### Records for this task
================
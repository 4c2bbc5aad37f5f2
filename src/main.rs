//! chard - drive character actors from the command line

use std::path::{Path, PathBuf};
use std::sync::Arc;

use anyhow::{bail, Context, Result};
use chard::character::GameState;
use chard::db::Database;
use chard::{CharacterStore, Config, DispatchOutcome, MemoryStore, Roster, SqliteStore};
use clap::{Args, Parser, Subcommand};
use serde::Deserialize;
use tracing::info;
use tracing_subscriber::{layer::SubscriberExt, util::SubscriberInitExt};

/// Tabletop RPG character agent engine
#[derive(Parser, Debug)]
#[command(name = "chard", version, about = "Run character actions and events")]
struct Cli {
    /// Configuration file (defaults to chard.toml when present)
    #[arg(short, long)]
    config: Option<PathBuf>,

    #[command(subcommand)]
    command: Command,
}

#[derive(Subcommand, Debug)]
enum Command {
    /// Replay a JSON-lines script of actions and events
    Replay {
        #[command(flatten)]
        character: CharacterArgs,

        /// Script file, one `{"action"|"event": tag, "data": {...}}` per line
        script: PathBuf,
    },
    /// Print a character sheet
    Sheet {
        #[command(flatten)]
        character: CharacterArgs,
    },
}

#[derive(Args, Debug)]
struct CharacterArgs {
    /// Character id
    #[arg(long = "character")]
    id: String,

    /// Name for a new character
    #[arg(long)]
    name: Option<String>,

    /// Class for a new character
    #[arg(long, default_value = "fighter")]
    class: String,

    /// Level for a new character
    #[arg(long, default_value_t = 1)]
    level: u32,
}

/// One script step
#[derive(Debug, Deserialize)]
struct ScriptLine {
    #[serde(default)]
    action: Option<String>,
    #[serde(default)]
    event: Option<String>,
    /// Join this session before continuing
    #[serde(default)]
    session: Option<String>,
    #[serde(default)]
    data: serde_json::Value,
}

#[tokio::main]
async fn main() -> Result<()> {
    let cli = Cli::parse();
    let config = Config::load(cli.config.as_deref()).context("Failed to load configuration")?;

    // Logs go to stderr; stdout carries results
    let (plain, json) = if config.log_json {
        let layer = tracing_subscriber::fmt::layer()
            .json()
            .with_writer(std::io::stderr);
        (None, Some(layer))
    } else {
        let layer = tracing_subscriber::fmt::layer().with_writer(std::io::stderr);
        (Some(layer), None)
    };
    tracing_subscriber::registry()
        .with(
            tracing_subscriber::EnvFilter::try_from_default_env()
                .unwrap_or_else(|_| "chard=info".into()),
        )
        .with(plain)
        .with(json)
        .init();

    let store: Arc<dyn CharacterStore> = match config.database.as_deref() {
        Some(path) => {
            let db = Database::new(Some(path)).await?;
            info!("Using character database {}", path);
            Arc::new(SqliteStore::new(db.pool().clone()))
        }
        None => {
            info!("No database configured, characters are kept in memory");
            MemoryStore::shared()
        }
    };

    let roster = Roster::new(store)
        .with_queue_depth(config.queue_depth)
        .with_seed(config.seed);

    match cli.command {
        Command::Replay { character, script } => replay(&roster, &character, &script).await,
        Command::Sheet { character } => {
            let handle = spawn(&roster, &character).await?;
            let sheet = handle.sheet().await?;
            println!("{}", serde_json::to_string_pretty(&sheet)?);
            Ok(())
        }
    }
}

async fn spawn(roster: &Roster, args: &CharacterArgs) -> Result<chard::CharacterHandle> {
    let name = args.name.as_deref().unwrap_or(&args.id);
    let handle = roster
        .get_or_spawn(&args.id, name, &args.class, args.level)
        .await?;
    Ok(handle)
}

async fn replay(roster: &Roster, args: &CharacterArgs, script: &Path) -> Result<()> {
    let source = std::fs::read_to_string(script)
        .map_err(|e| anyhow::anyhow!("Failed to read {}: {}", script.display(), e))?;
    let handle = spawn(roster, args).await?;

    for (index, line) in source.lines().enumerate() {
        let line = line.trim();
        if line.is_empty() || line.starts_with('#') {
            continue;
        }

        let step: ScriptLine = serde_json::from_str(line)
            .with_context(|| format!("Invalid script line {}", index + 1))?;

        let output = match (step.session, step.action, step.event) {
            (Some(session_id), None, None) => {
                let game_state: GameState = step.data.as_object().cloned().unwrap_or_default();
                serde_json::to_value(handle.join_session(&session_id, game_state, None).await?)?
            }
            (None, Some(action), None) => {
                serde_json::to_value(handle.process(&action, step.data).await?)?
            }
            (None, None, Some(event)) => match handle.dispatch_outcome(&event, step.data).await? {
                DispatchOutcome::Handled(ack) | DispatchOutcome::Unknown(ack) => {
                    serde_json::to_value(ack)?
                }
                DispatchOutcome::Errored(error) => {
                    serde_json::json!({"event": event, "error": error})
                }
            },
            _ => bail!(
                "Script line {} needs exactly one of action, event or session",
                index + 1
            ),
        };

        println!("{}", serde_json::to_string(&output)?);
    }

    let status = handle.status().await?;
    info!(
        "Replay finished at snapshot v{} ({} persist failures)",
        status.version, status.persist_failures
    );
    Ok(())
}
================
### Brief
Using the records above, copy word for word the line with "#[derive(Parser, Debug)]", the line with "let (plain, json)", and every line between them.

### Answer space
#[derive(Parser, Debug)]
#[command(name = "chard", version, about = "Run character actions and events")]
struct Cli {
    /// Configuration file (defaults to chard.toml when present)
    #[arg(short, long)]
    config: Option<PathBuf>,

    #[command(subcommand)]
    command: Command,
}

#[derive(Subcommand, Debug)]
enum Command {
    /// Replay a JSON-lines script of actions and events
    Replay {
        #[command(flatten)]
        character: CharacterArgs,

        /// Script file, one `{"action"|"event": tag, "data": {...}}` per line
        script: PathBuf,
    },
    /// Print a character sheet
    Sheet {
        #[command(flatten)]
        character: CharacterArgs,
    },
}

#[derive(Args, Debug)]
struct CharacterArgs {
    /// Character id
    #[arg(long = "character")]
    id: String,

    /// Name for a new character
    #[arg(long)]
    name: Option<String>,

    /// Class for a new character
    #[arg(long, default_value = "fighter")]
    class: String,

    /// Level for a new character
    #[arg(long, default_value_t = 1)]
    level: u32,
}

/// One script step
#[derive(Debug, Deserialize)]
struct ScriptLine {
    #[serde(default)]
    action: Option<String>,
    #[serde(default)]
    event: Option<String>,
    /// Join this session before continuing
    #[serde(default)]
    session: Option<String>,
    #[serde(default)]
    data: serde_json::Value,
}

#[tokio::main]
async fn main() -> Result<()> {
    let cli = Cli::parse();
    let config = Config::load(cli.config.as_deref()).context("Failed to load configuration")?;

    // Logs go to stderr; stdout carries results
    let (plain, json) = if config.log_json {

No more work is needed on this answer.